** Provided records follows **

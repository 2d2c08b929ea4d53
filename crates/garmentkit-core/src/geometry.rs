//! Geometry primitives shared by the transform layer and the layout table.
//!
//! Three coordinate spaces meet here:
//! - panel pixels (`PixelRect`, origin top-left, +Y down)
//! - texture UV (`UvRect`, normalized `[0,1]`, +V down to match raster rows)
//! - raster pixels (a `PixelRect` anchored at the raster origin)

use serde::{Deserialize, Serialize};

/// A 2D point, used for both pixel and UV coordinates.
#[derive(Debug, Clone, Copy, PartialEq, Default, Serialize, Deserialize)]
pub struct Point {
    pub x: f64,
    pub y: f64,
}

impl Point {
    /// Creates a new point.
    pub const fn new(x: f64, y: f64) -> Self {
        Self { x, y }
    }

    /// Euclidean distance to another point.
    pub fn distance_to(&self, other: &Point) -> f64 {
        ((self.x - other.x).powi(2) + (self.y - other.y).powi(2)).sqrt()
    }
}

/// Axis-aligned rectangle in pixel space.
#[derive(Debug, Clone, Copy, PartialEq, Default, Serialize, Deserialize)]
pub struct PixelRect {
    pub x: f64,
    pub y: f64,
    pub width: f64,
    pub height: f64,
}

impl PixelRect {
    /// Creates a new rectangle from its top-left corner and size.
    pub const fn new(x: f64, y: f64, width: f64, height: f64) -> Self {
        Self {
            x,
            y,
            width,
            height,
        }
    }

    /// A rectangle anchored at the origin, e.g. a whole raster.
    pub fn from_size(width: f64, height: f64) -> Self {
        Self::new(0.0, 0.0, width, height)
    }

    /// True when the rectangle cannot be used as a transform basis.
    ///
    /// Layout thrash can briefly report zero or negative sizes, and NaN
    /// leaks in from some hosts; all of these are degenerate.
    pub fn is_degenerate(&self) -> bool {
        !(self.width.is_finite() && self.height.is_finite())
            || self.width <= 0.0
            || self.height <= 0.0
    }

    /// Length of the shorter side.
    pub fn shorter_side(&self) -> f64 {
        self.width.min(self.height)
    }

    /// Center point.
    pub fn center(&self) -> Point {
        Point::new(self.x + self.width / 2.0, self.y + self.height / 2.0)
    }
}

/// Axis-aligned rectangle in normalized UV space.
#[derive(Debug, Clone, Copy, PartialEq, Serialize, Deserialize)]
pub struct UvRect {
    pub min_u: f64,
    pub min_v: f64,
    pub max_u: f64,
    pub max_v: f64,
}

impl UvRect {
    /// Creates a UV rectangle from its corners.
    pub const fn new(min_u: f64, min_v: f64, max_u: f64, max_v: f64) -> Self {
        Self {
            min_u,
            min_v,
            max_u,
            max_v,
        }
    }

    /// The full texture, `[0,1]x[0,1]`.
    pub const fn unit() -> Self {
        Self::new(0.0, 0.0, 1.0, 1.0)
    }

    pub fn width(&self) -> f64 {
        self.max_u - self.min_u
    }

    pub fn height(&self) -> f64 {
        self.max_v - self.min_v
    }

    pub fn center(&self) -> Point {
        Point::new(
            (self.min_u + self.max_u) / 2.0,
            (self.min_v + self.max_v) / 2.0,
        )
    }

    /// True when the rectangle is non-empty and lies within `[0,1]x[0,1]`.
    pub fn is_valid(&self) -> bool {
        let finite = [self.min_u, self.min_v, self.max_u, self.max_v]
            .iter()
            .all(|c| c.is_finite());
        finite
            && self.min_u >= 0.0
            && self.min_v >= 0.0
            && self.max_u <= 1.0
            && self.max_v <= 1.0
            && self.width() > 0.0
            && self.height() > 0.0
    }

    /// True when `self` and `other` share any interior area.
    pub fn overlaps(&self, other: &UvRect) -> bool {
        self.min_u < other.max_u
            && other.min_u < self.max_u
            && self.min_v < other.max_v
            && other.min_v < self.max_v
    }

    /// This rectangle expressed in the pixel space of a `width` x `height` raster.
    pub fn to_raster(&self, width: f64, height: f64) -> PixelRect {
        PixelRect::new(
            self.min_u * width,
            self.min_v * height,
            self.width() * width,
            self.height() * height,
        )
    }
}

** End of Provided records **
** Provided records follows **

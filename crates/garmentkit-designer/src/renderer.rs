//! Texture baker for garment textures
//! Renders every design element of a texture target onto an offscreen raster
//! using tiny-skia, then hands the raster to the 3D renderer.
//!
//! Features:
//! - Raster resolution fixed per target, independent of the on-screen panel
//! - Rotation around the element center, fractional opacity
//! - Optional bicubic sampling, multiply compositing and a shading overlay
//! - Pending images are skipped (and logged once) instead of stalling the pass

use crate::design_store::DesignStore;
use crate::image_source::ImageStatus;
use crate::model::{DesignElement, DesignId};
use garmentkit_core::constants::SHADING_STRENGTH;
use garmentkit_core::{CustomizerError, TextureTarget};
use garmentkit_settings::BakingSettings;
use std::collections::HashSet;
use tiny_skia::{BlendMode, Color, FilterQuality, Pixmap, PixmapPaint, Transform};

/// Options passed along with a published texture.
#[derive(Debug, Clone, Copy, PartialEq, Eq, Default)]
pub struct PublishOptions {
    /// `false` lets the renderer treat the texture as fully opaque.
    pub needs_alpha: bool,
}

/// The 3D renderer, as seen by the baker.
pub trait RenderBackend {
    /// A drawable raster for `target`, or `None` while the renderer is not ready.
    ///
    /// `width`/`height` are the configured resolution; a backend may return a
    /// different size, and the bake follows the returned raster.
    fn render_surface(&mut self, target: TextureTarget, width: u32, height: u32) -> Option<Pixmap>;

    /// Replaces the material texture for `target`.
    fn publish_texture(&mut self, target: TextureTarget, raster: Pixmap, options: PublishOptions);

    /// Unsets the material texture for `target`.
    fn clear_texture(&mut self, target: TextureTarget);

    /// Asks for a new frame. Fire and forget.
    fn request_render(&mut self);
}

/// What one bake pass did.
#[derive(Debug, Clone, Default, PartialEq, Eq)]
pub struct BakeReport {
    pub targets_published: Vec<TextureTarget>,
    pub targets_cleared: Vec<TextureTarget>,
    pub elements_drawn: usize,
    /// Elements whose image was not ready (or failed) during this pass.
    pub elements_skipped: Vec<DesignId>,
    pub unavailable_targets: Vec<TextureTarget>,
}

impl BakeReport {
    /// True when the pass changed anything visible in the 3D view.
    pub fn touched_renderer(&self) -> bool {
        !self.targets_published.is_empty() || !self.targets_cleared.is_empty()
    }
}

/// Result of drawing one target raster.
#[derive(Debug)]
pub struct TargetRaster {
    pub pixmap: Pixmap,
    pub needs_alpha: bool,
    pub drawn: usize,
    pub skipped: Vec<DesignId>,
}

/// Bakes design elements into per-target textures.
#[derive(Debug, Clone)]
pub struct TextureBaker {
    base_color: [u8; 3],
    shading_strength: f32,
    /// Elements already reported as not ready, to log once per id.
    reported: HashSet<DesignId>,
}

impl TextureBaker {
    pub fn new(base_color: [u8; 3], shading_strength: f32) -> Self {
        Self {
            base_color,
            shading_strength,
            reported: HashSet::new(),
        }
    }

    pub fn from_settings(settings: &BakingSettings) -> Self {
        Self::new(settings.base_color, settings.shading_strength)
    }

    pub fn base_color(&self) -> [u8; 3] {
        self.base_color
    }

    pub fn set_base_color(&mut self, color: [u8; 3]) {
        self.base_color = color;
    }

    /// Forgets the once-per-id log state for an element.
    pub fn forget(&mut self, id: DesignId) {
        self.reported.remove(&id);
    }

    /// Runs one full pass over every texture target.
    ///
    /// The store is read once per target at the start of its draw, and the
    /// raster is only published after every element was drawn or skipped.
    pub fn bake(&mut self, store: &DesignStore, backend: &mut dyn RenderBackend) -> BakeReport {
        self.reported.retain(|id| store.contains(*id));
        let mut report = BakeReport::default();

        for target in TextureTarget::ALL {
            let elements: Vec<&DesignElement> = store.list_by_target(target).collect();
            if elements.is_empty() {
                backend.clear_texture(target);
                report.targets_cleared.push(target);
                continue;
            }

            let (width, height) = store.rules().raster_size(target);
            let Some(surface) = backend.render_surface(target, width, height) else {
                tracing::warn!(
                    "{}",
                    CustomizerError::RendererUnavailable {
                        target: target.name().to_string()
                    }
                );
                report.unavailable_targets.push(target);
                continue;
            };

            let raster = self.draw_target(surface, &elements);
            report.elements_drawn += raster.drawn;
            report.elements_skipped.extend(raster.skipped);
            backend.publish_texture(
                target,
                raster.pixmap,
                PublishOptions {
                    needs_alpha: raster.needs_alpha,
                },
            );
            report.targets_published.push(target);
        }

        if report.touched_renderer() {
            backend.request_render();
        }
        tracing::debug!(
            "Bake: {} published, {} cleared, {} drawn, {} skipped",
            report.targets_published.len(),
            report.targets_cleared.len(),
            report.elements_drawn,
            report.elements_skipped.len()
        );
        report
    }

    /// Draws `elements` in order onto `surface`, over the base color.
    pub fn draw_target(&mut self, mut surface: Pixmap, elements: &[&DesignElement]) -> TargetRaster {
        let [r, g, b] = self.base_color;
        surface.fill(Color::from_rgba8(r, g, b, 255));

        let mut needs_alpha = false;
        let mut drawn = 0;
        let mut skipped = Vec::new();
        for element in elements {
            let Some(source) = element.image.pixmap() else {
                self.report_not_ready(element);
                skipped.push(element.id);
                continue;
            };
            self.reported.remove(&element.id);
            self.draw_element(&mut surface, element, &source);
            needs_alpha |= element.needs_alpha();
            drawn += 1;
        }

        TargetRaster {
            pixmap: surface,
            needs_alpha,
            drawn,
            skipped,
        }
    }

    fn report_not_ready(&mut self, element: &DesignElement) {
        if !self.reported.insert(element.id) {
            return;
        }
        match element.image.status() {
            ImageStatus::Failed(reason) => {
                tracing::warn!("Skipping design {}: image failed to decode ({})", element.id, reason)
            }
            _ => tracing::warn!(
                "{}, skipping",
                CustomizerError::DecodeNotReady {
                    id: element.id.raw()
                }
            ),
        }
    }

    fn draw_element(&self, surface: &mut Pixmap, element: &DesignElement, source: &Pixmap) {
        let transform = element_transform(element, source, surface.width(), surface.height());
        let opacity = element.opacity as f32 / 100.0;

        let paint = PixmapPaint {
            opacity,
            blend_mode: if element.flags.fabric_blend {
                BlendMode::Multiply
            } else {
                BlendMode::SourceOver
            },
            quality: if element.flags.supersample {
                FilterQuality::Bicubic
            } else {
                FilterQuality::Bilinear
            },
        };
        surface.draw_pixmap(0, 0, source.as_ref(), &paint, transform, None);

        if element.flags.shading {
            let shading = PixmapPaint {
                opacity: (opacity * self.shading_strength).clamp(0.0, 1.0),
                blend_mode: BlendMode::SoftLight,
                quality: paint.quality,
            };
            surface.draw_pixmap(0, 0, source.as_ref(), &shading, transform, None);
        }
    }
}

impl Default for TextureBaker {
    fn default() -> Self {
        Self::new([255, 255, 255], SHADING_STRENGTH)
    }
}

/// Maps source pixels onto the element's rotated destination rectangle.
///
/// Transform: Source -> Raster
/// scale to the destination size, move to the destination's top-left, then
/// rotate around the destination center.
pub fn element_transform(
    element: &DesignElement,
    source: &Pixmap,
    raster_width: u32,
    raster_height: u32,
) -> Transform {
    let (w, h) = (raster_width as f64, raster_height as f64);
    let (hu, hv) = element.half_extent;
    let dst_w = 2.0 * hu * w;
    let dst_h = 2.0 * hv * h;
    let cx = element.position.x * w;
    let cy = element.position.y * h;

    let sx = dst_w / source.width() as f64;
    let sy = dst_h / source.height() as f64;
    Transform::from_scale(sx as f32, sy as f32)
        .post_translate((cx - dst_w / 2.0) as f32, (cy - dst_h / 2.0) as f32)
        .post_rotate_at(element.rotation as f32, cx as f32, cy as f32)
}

** End of Provided records **

* _Activity_: What you give back should be exactly the lines of the data above from the line with "repository 2d2c08b929ea4d53" through the line with "in pixel space.", both of those included, and nothing more.

* _Answer for this exercise_:
repository 2d2c08b929ea4d53
filename crates/garmentkit-core/src/geometry.rs
//! Geometry primitives shared by the transform layer and the layout table.
//!
//! Three coordinate spaces meet here:
//! - panel pixels (`PixelRect`, origin top-left, +Y down)
//! - texture UV (`UvRect`, normalized `[0,1]`, +V down to match raster rows)
//! - raster pixels (a `PixelRect` anchored at the raster origin)

use serde::{Deserialize, Serialize};

/// A 2D point, used for both pixel and UV coordinates.
#[derive(Debug, Clone, Copy, PartialEq, Default, Serialize, Deserialize)]
pub struct Point {
    pub x: f64,
    pub y: f64,
}

impl Point {
    /// Creates a new point.
    pub const fn new(x: f64, y: f64) -> Self {
        Self { x, y }
    }

    /// Euclidean distance to another point.
    pub fn distance_to(&self, other: &Point) -> f64 {
        ((self.x - other.x).powi(2) + (self.y - other.y).powi(2)).sqrt()
    }
}

/// Axis-aligned rectangle in pixel space.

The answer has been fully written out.